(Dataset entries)
■ ■ ■

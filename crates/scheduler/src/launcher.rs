//! Turns trigger firings into runs.

use std::sync::Arc;

use uuid::Uuid;

use courier_common::types::{DateKey, PollPolicy};
use courier_engine::{Clock, RunDriver};

use crate::guard::StartGuard;
use crate::trigger::DailyTrigger;

pub struct Launcher {
    trigger: DailyTrigger,
    guard: Arc<dyn StartGuard>,
    driver: Arc<RunDriver>,
    clock: Arc<dyn Clock>,
    policy: PollPolicy,
}

impl Launcher {
    pub fn new(
        trigger: DailyTrigger,
        guard: Arc<dyn StartGuard>,
        driver: Arc<RunDriver>,
        clock: Arc<dyn Clock>,
        policy: PollPolicy,
    ) -> Self {
        Self {
            trigger,
            guard,
            driver,
            clock,
            policy,
        }
    }

    /// Start the run for `date_key` unless one was already started.
    ///
    /// Returns the new run's id, or `None` if the date was already taken. If
    /// the start fails the guard is released, so a later firing can retry.
    pub async fn fire(&self, date_key: DateKey) -> anyhow::Result<Option<Uuid>> {
        if !self.guard.try_acquire(date_key).await? {
            tracing::info!(date_key = %date_key, "Run already started for this date, skipping");
            return Ok(None);
        }

        let started = self.start_unless_recorded(date_key).await;
        if started.is_err() {
            if let Err(e) = self.guard.release(date_key).await {
                tracing::error!(date_key = %date_key, error = %e, "Failed to release start guard");
            }
        }
        started
    }

    async fn start_unless_recorded(&self, date_key: DateKey) -> anyhow::Result<Option<Uuid>> {
        // The guard can lose its key (flush, failover); the store is authoritative.
        let existing = self
            .driver
            .orchestrator()
            .store()
            .list_by_date(date_key)
            .await?;
        if let Some(run) = existing.first() {
            tracing::info!(
                date_key = %date_key,
                run_id = %run.run_id,
                state = %run.state,
                "Run already recorded for this date, skipping"
            );
            return Ok(None);
        }

        let (run_id, _handle) = self.driver.start(date_key, self.policy).await?;
        Ok(Some(run_id))
    }

    /// Fire for the current date.
    pub async fn fire_now(&self) -> anyhow::Result<Option<Uuid>> {
        self.fire(self.trigger.date_key_for(self.clock.now())).await
    }

    /// Scheduled firing: like [`Launcher::fire_now`], with the outcome logged.
    pub async fn fire_scheduled(&self) {
        let date_key = self.trigger.date_key_for(self.clock.now());
        match self.fire(date_key).await {
            Ok(Some(run_id)) => {
                tracing::info!(date_key = %date_key, run_id = %run_id, "Trigger fired")
            }
            Ok(None) => {}
            Err(e) => tracing::error!(
                date_key = %date_key,
                error = %e,
                "Trigger failed to start a run"
            ),
        }
    }
}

■ ■ ■

Task objective ▸
List every line above containing the word "DailyTrigger".

Task result ▸
use crate::trigger::DailyTrigger;
    trigger: DailyTrigger,
        trigger: DailyTrigger,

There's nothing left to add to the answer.